Try it: Tally how many lines in this material contain the word "under", and reply only with the count.

Task material:

____________________

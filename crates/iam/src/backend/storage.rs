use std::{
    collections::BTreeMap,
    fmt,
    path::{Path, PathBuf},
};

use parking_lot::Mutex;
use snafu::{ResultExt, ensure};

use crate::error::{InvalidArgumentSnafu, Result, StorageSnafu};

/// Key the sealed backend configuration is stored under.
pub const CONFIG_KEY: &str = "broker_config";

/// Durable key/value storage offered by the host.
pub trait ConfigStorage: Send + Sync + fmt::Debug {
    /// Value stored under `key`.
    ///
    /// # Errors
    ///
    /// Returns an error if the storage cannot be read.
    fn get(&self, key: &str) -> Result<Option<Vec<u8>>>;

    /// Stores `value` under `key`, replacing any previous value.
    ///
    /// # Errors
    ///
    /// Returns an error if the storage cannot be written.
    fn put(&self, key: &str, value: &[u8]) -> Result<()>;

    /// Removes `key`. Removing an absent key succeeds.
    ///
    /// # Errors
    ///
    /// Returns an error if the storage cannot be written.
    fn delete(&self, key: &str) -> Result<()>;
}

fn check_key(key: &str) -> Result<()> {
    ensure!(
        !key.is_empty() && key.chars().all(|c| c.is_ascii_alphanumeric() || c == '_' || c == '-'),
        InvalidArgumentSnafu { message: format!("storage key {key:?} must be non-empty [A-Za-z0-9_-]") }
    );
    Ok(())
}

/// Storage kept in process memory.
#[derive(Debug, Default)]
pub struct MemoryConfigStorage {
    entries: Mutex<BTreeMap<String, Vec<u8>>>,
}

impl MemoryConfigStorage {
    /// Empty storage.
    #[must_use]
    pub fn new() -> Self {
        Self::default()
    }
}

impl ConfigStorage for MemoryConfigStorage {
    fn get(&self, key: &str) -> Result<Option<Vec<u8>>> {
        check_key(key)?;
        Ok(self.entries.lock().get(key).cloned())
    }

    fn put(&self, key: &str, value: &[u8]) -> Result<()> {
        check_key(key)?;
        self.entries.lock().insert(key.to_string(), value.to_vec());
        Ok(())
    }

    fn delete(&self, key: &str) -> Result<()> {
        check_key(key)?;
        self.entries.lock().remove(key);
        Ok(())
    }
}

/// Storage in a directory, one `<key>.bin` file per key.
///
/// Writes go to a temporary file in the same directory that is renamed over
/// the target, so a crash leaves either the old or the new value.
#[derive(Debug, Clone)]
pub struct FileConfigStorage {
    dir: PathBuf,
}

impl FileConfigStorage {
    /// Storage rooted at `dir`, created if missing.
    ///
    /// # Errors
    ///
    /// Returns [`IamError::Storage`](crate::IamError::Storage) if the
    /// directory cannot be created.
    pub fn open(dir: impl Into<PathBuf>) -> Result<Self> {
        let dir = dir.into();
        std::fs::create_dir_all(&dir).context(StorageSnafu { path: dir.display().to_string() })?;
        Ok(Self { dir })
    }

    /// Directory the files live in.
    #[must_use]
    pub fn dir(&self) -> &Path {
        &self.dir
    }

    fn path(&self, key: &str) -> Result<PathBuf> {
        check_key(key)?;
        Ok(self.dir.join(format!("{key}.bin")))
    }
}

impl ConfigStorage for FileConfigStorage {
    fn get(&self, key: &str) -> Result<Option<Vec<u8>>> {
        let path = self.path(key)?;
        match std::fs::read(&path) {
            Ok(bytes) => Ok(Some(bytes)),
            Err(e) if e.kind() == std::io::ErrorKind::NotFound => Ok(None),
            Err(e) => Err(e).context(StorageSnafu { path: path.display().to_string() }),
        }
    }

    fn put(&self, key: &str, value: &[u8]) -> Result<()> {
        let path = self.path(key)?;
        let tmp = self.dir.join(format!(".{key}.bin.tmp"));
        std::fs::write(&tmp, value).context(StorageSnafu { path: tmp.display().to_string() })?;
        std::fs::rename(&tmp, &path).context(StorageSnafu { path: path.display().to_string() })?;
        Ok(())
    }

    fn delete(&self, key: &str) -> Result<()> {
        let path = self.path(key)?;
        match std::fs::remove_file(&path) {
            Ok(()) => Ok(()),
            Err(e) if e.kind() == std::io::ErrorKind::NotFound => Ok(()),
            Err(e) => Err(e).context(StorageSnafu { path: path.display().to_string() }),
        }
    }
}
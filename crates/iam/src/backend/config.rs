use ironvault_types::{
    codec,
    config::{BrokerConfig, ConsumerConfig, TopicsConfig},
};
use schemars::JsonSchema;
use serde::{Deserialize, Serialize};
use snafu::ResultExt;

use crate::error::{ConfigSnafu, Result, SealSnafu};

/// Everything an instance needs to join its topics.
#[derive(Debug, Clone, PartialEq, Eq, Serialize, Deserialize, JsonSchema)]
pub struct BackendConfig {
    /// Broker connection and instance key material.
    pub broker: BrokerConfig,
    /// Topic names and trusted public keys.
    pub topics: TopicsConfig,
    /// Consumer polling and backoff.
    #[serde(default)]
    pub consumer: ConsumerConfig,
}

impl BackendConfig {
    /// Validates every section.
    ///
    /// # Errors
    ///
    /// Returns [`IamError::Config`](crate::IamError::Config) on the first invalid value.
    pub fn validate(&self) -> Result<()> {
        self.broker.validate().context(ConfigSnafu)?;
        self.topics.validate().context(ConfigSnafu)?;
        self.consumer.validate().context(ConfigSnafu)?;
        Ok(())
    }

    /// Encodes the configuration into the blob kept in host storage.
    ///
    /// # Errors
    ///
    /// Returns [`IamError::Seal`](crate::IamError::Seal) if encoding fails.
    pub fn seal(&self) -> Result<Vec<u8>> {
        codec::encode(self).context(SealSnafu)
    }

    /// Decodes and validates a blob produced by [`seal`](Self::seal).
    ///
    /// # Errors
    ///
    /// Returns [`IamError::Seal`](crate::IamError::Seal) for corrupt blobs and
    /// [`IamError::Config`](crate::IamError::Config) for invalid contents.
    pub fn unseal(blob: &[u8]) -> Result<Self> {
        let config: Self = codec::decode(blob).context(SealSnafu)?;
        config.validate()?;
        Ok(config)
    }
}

____________________

Response box: 3